- [INSTRUCTIONS TO FOLLOW]:
Return a copy of each line in the listing that includes the word "filename".

- [DATASET RECORDS]:
►

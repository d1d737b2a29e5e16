pub mod console;
#[cfg(test)]
pub mod mock;

use async_trait::async_trait;
use serde::{Deserialize, Serialize};

use crate::entities::{Coordinates, PlaceFields, PlaceView};
use crate::error::Error;

/// Opaque handle for a marker, issued by the map renderer.
#[derive(Clone, Copy, Debug, PartialEq, Eq, Hash, Serialize, Deserialize)]
pub struct MarkerHandle(u64);

impl MarkerHandle {
    pub fn new(raw: u64) -> Self {
        Self(raw)
    }

    pub fn raw(&self) -> u64 {
        self.0
    }
}

#[derive(Clone, Debug, PartialEq, Serialize, Deserialize)]
pub struct MapOptions {
    pub zoom: u8,
    pub tile_url: String,
    pub attribution: String,
}

#[derive(Clone, Debug, PartialEq, Serialize, Deserialize)]
pub struct PanOptions {
    pub zoom: u8,
    pub animate: bool,
    pub duration_secs: f64,
}

/// One-shot device position. `None` when the position is denied or unknown.
#[async_trait]
pub trait Geolocation: Send + Sync {
    async fn current_position(&self) -> Option<Coordinates>;
}

#[async_trait]
pub trait MapRenderer: Send {
    async fn initialize(&mut self, center: Coordinates, options: &MapOptions) -> Result<(), Error>;

    fn add_marker(&mut self, coordinates: Coordinates, label: &str) -> Result<MarkerHandle, Error>;

    fn remove_marker(&mut self, handle: MarkerHandle) -> Result<(), Error>;

    fn pan_to(&mut self, coordinates: Coordinates, options: &PanOptions);
}

pub trait FormInput: Send {
    fn fields(&self) -> PlaceFields;

    fn clear(&mut self);

    fn focus(&mut self);
}

pub trait ListRenderer: Send {
    /// Appends the entries in the given order.
    fn show(&mut self, places: &[PlaceView]);

    fn clear(&mut self);
}

pub trait Notifier: Send {
    fn notify(&mut self, message: &str);
}
use std::collections::HashMap;

use crate::entities::{Place, PlaceId};
use crate::error::{invalid_state_error, not_found_error, Error};
use crate::external::{MapRenderer, MarkerHandle};

/// Tracks which marker stands for which place. Lookups go through the place id
/// only; two places may share coordinates.
#[derive(Debug, Default)]
pub struct MarkerCorrelator {
    markers: HashMap<PlaceId, MarkerHandle>,
}

impl MarkerCorrelator {
    pub fn new() -> Self {
        Self::default()
    }

    pub fn attach(&mut self, map: &mut dyn MapRenderer, place: &Place) -> Result<MarkerHandle, Error> {
        if self.markers.contains_key(&place.id) {
            return Err(invalid_state_error());
        }

        let handle = map.add_marker(place.coordinates, &place.name)?;
        self.markers.insert(place.id, handle);

        Ok(handle)
    }

    /// Keeps the association if the map refuses to remove the marker.
    pub fn detach(&mut self, map: &mut dyn MapRenderer, id: &PlaceId) -> Result<MarkerHandle, Error> {
        let handle = self.handle(id).ok_or_else(not_found_error)?;

        map.remove_marker(handle)?;
        self.markers.remove(id);

        Ok(handle)
    }

    pub fn handle(&self, id: &PlaceId) -> Option<MarkerHandle> {
        self.markers.get(id).copied()
    }

    pub fn contains(&self, id: &PlaceId) -> bool {
        self.markers.contains_key(id)
    }

    pub fn len(&self) -> usize {
        self.markers.len()
    }

    pub fn is_empty(&self) -> bool {
        self.markers.is_empty()
    }
}

#[cfg(test)]
fn place_at(name: &str, lat: f64, lng: f64) -> Place {
    use crate::entities::{Category, Coordinates, PlaceFields};

    let fields = PlaceFields::new(name, "comment", 3, Category::Western);
    Place::new(Coordinates::new(lat, lng), fields).unwrap()
}

#[test]
fn attach_records_handle() {
    use crate::external::mock::MockMap;

    let mut map = MockMap::default();
    let mut correlator = MarkerCorrelator::new();
    let place = place_at("Cafe", 1.0, 1.0);

    let handle = correlator.attach(&mut map, &place).unwrap();

    assert_eq!(correlator.handle(&place.id), Some(handle));
    assert_eq!(map.state().markers[&handle].1, "Cafe");
}

#[test]
fn attach_twice_is_rejected() {
    use crate::error::INVALID_STATE_ERROR;
    use crate::external::mock::MockMap;

    let mut map = MockMap::default();
    let mut correlator = MarkerCorrelator::new();
    let place = place_at("Cafe", 1.0, 1.0);

    correlator.attach(&mut map, &place).unwrap();
    let err = correlator.attach(&mut map, &place).unwrap_err();

    assert_eq!(err.code, INVALID_STATE_ERROR);
    assert_eq!(map.state().markers.len(), 1);
}

#[test]
fn detach_resolves_by_id_when_coordinates_are_shared() {
    use crate::external::mock::MockMap;

    let mut map = MockMap::default();
    let mut correlator = MarkerCorrelator::new();
    let a = place_at("Cafe", 1.0, 1.0);
    let b = place_at("Cafe2", 1.0, 1.0);

    let handle_a = correlator.attach(&mut map, &a).unwrap();
    let handle_b = correlator.attach(&mut map, &b).unwrap();

    assert_eq!(correlator.detach(&mut map, &a.id).unwrap(), handle_a);

    assert_eq!(map.state().removed, vec![handle_a]);
    assert!(map.state().markers.contains_key(&handle_b));
    assert_eq!(correlator.handle(&b.id), Some(handle_b));
    assert_eq!(correlator.len(), 1);
}

#[test]
fn detach_unknown_id_is_not_found() {
    use crate::external::mock::MockMap;

    let mut map = MockMap::default();
    let mut correlator = MarkerCorrelator::new();

    let err = correlator.detach(&mut map, &PlaceId::new()).unwrap_err();

    assert!(err.is_not_found());
    assert!(map.state().removed.is_empty());
}

#[test]
fn detach_keeps_association_when_map_fails() {
    use crate::external::mock::MockMap;

    let mut map = MockMap::default();
    let mut correlator = MarkerCorrelator::new();
    let place = place_at("Cafe", 1.0, 1.0);
    correlator.attach(&mut map, &place).unwrap();

    map.state().fail_remove = true;

    assert!(correlator.detach(&mut map, &place.id).is_err());
    assert!(correlator.contains(&place.id));
}
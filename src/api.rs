use crate::entities::{Coordinates, Place, PlaceFields, PlaceId};
use crate::error::Error;
use crate::registry::SortOrder;

pub trait PlaceAPI {
    /// Registers the place and its marker as one unit.
    fn create_place(&mut self, coordinates: Coordinates, fields: PlaceFields) -> Result<Place, Error>;
    fn delete_place(&mut self, id: PlaceId) -> Result<Place, Error>;
    fn find_place(&self, id: PlaceId) -> Result<Place, Error>;
    fn list_places(&self, order: SortOrder) -> Vec<Place>;
}

pub trait SelectionAPI {
    fn select_location(&mut self, coordinates: Coordinates) -> Result<(), Error>;
    fn selection(&self) -> Option<Coordinates>;
    fn submit_form(&mut self) -> Result<Place, Error>;
}

pub trait ViewAPI {
    fn change_sort(&mut self, order: SortOrder);
    fn sort_order(&self) -> SortOrder;
    fn focus_place(&mut self, id: PlaceId) -> Result<Place, Error>;
}

pub trait API: PlaceAPI + SelectionAPI + ViewAPI {}
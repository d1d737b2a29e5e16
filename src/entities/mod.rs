mod location;
mod place;
mod view;

pub use location::Coordinates;
pub use place::{Category, Place, PlaceFields, PlaceId, Rating};
pub use view::PlaceView;
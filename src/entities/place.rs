use std::fmt;
use std::str::FromStr;

use chrono::{DateTime, Utc};
use serde::{Deserialize, Serialize};
use uuid::Uuid;

use crate::entities::Coordinates;
use crate::error::{validation_error, Error};

#[derive(Clone, Copy, Debug, PartialEq, Eq, Hash, Serialize, Deserialize)]
#[serde(transparent)]
pub struct PlaceId(Uuid);

impl PlaceId {
    pub fn new() -> Self {
        Self(Uuid::new_v4())
    }
}

impl Default for PlaceId {
    fn default() -> Self {
        Self::new()
    }
}

impl fmt::Display for PlaceId {
    fn fmt(&self, f: &mut fmt::Formatter<'_>) -> fmt::Result {
        self.0.fmt(f)
    }
}

impl FromStr for PlaceId {
    type Err = Error;

    fn from_str(s: &str) -> Result<Self, Self::Err> {
        let id = Uuid::parse_str(s).map_err(|_| validation_error("invalid place id"))?;
        Ok(Self(id))
    }
}

#[derive(Clone, Copy, Debug, PartialEq, Eq, PartialOrd, Ord, Serialize, Deserialize)]
#[serde(try_from = "i64", into = "i64")]
pub struct Rating(u8);

impl Rating {
    pub const MIN: i64 = 1;
    pub const MAX: i64 = 5;

    pub fn value(&self) -> u8 {
        self.0
    }

    pub fn glyphs(&self) -> String {
        "⭐".repeat(self.0 as usize)
    }
}

impl TryFrom<i64> for Rating {
    type Error = Error;

    fn try_from(value: i64) -> Result<Self, Self::Error> {
        if !(Self::MIN..=Self::MAX).contains(&value) {
            return Err(validation_error("rating must be between 1 and 5"));
        }

        Ok(Self(value as u8))
    }
}

impl From<Rating> for i64 {
    fn from(rating: Rating) -> Self {
        rating.0 as i64
    }
}

#[derive(Clone, Copy, Debug, Default, PartialEq, Eq, Serialize, Deserialize)]
#[serde(rename_all = "snake_case")]
pub enum Category {
    #[default]
    Western,
    Eastern,
    Local,
    Fusion,
    Cafe,
    Dessert,
}

impl Category {
    pub const ALL: [Category; 6] = [
        Self::Western,
        Self::Eastern,
        Self::Local,
        Self::Fusion,
        Self::Cafe,
        Self::Dessert,
    ];

    pub fn name(&self) -> &'static str {
        match self {
            Self::Western => "western",
            Self::Eastern => "eastern",
            Self::Local => "local",
            Self::Fusion => "fusion",
            Self::Cafe => "cafe",
            Self::Dessert => "dessert",
        }
    }
}

impl FromStr for Category {
    type Err = Error;

    fn from_str(s: &str) -> Result<Self, Self::Err> {
        Self::ALL
            .into_iter()
            .find(|category| category.name() == s)
            .ok_or_else(|| validation_error("unknown category"))
    }
}

/// Creation fields as supplied by the form. `rating` is not yet range checked.
#[derive(Clone, Debug, Default, PartialEq, Serialize, Deserialize)]
pub struct PlaceFields {
    pub name: String,
    pub comment: String,
    pub rating: i64,
    pub category: Category,
}

impl PlaceFields {
    pub fn new(name: &str, comment: &str, rating: i64, category: Category) -> Self {
        Self {
            name: name.into(),
            comment: comment.into(),
            rating,
            category,
        }
    }
}

#[derive(Clone, Debug, PartialEq, Serialize, Deserialize)]
pub struct Place {
    pub id: PlaceId,
    pub coordinates: Coordinates,
    pub name: String,
    pub comment: String,
    pub rating: Rating,
    pub category: Category,
    pub created_at: DateTime<Utc>,
}

impl Place {
    /// Validates every field before anything is allocated for the place.
    pub fn new(coordinates: Coordinates, fields: PlaceFields) -> Result<Self, Error> {
        let name = fields.name.trim();
        let comment = fields.comment.trim();

        if name.is_empty() {
            return Err(validation_error("name should not be empty"));
        }

        if comment.is_empty() {
            return Err(validation_error("comment should not be empty"));
        }

        let rating = Rating::try_from(fields.rating)?;
        coordinates.validate()?;

        Ok(Self {
            id: PlaceId::new(),
            coordinates,
            name: name.into(),
            comment: comment.into(),
            rating,
            category: fields.category,
            created_at: Utc::now(),
        })
    }
}

#[test]
fn place_new_trims_fields() {
    let fields = PlaceFields::new("  Cafe ", " good\n", 3, Category::Cafe);
    let place = Place::new(Coordinates::new(1.0, 1.0), fields).unwrap();

    assert_eq!(place.name, "Cafe");
    assert_eq!(place.comment, "good");
    assert_eq!(place.rating.value(), 3);
}

#[test]
fn place_new_rejects_invalid_fields() {
    let at = Coordinates::new(1.0, 1.0);

    let blank_name = PlaceFields::new("   ", "x", 3, Category::Western);
    assert!(Place::new(at, blank_name).unwrap_err().is_validation());

    let empty_comment = PlaceFields::new("Cafe", "", 3, Category::Western);
    assert!(Place::new(at, empty_comment).unwrap_err().is_validation());

    let zero_rating = PlaceFields::new("Cafe", "x", 0, Category::Western);
    assert!(Place::new(at, zero_rating).unwrap_err().is_validation());

    let large_rating = PlaceFields::new("Cafe", "x", 6, Category::Western);
    assert!(Place::new(at, large_rating).unwrap_err().is_validation());

    let fields = PlaceFields::new("Cafe", "x", 3, Category::Western);
    assert!(Place::new(Coordinates::new(100.0, 0.0), fields).is_err());
}

#[test]
fn rating_glyphs() {
    assert_eq!(Rating::try_from(1).unwrap().glyphs(), "⭐");
    assert_eq!(Rating::try_from(5).unwrap().glyphs().chars().count(), 5);
}

#[test]
fn category_from_str() {
    assert_eq!("western".parse::<Category>().unwrap(), Category::Western);
    assert_eq!("dessert".parse::<Category>().unwrap(), Category::Dessert);
    assert!("Western".parse::<Category>().is_err());
}

#[test]
fn place_id_round_trips_through_string() {
    let id = PlaceId::new();
    assert_eq!(id.to_string().parse::<PlaceId>().unwrap(), id);
    assert!("not-an-id".parse::<PlaceId>().is_err());
}

#[test]
fn category_defaults_to_western() {
    assert_eq!(Category::default(), Category::Western);
    assert_eq!(PlaceFields::default().category, Category::Western);
}
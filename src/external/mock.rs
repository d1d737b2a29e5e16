use std::collections::{HashMap, VecDeque};
use std::sync::{Arc, Mutex};

use async_trait::async_trait;

use super::{
    FormInput, Geolocation, ListRenderer, MapOptions, MapRenderer, MarkerHandle, Notifier,
    PanOptions,
};
use crate::entities::{Coordinates, PlaceFields, PlaceView};
use crate::error::{map_error, Error};

#[derive(Clone, Debug)]
pub struct MockGeolocation(pub Option<Coordinates>);

#[async_trait]
impl Geolocation for MockGeolocation {
    async fn current_position(&self) -> Option<Coordinates> {
        self.0
    }
}

#[derive(Debug, Default)]
pub struct MapState {
    pub center: Option<Coordinates>,
    pub markers: HashMap<MarkerHandle, (Coordinates, String)>,
    pub removed: Vec<MarkerHandle>,
    pub pans: Vec<Coordinates>,
    pub fail_initialize: bool,
    pub fail_add: bool,
    pub fail_remove: bool,
    next: u64,
}

/// Records every call; clones share state so tests can inspect after handing one to the engine.
#[derive(Clone, Debug, Default)]
pub struct MockMap(pub Arc<Mutex<MapState>>);

impl MockMap {
    pub fn state(&self) -> std::sync::MutexGuard<'_, MapState> {
        self.0.lock().unwrap()
    }
}

#[async_trait]
impl MapRenderer for MockMap {
    async fn initialize(&mut self, center: Coordinates, _options: &MapOptions) -> Result<(), Error> {
        let mut state = self.state();
        if state.fail_initialize {
            return Err(map_error("initialize"));
        }

        state.center = Some(center);
        Ok(())
    }

    fn add_marker(&mut self, coordinates: Coordinates, label: &str) -> Result<MarkerHandle, Error> {
        let mut state = self.state();
        if state.fail_add {
            return Err(map_error("add_marker"));
        }

        state.next += 1;
        let handle = MarkerHandle::new(state.next);
        state.markers.insert(handle, (coordinates, label.into()));

        Ok(handle)
    }

    fn remove_marker(&mut self, handle: MarkerHandle) -> Result<(), Error> {
        let mut state = self.state();
        if state.fail_remove {
            return Err(map_error("remove_marker"));
        }

        state.markers.remove(&handle);
        state.removed.push(handle);

        Ok(())
    }

    fn pan_to(&mut self, coordinates: Coordinates, _options: &PanOptions) {
        self.state().pans.push(coordinates);
    }
}

#[derive(Debug, Default)]
pub struct FormState {
    pub queued: VecDeque<PlaceFields>,
    pub cleared: usize,
    pub focused: usize,
}

/// Serves queued fields front first; `clear` drops the current entry.
#[derive(Clone, Debug, Default)]
pub struct MockForm(pub Arc<Mutex<FormState>>);

impl MockForm {
    pub fn push(&self, fields: PlaceFields) {
        self.state().queued.push_back(fields);
    }

    pub fn state(&self) -> std::sync::MutexGuard<'_, FormState> {
        self.0.lock().unwrap()
    }
}

impl FormInput for MockForm {
    fn fields(&self) -> PlaceFields {
        self.state().queued.front().cloned().unwrap_or_default()
    }

    fn clear(&mut self) {
        let mut state = self.state();
        state.queued.pop_front();
        state.cleared += 1;
    }

    fn focus(&mut self) {
        self.state().focused += 1;
    }
}

#[derive(Clone, Debug, Default)]
pub struct MockList(pub Arc<Mutex<Vec<PlaceView>>>);

impl MockList {
    pub fn names(&self) -> Vec<String> {
        self.0.lock().unwrap().iter().map(|view| view.name.clone()).collect()
    }
}

impl ListRenderer for MockList {
    fn show(&mut self, places: &[PlaceView]) {
        self.0.lock().unwrap().extend_from_slice(places);
    }

    fn clear(&mut self) {
        self.0.lock().unwrap().clear();
    }
}

#[derive(Clone, Debug, Default)]
pub struct MockNotifier(pub Arc<Mutex<Vec<String>>>);

impl MockNotifier {
    pub fn messages(&self) -> Vec<String> {
        self.0.lock().unwrap().clone()
    }
}

impl Notifier for MockNotifier {
    fn notify(&mut self, message: &str) {
        self.0.lock().unwrap().push(message.into());
    }
}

◄

- [REPLY TO THE TASK]:
filename src/api.rs
filename src/entities/mod.rs
filename src/entities/place.rs
filename src/external/mock.rs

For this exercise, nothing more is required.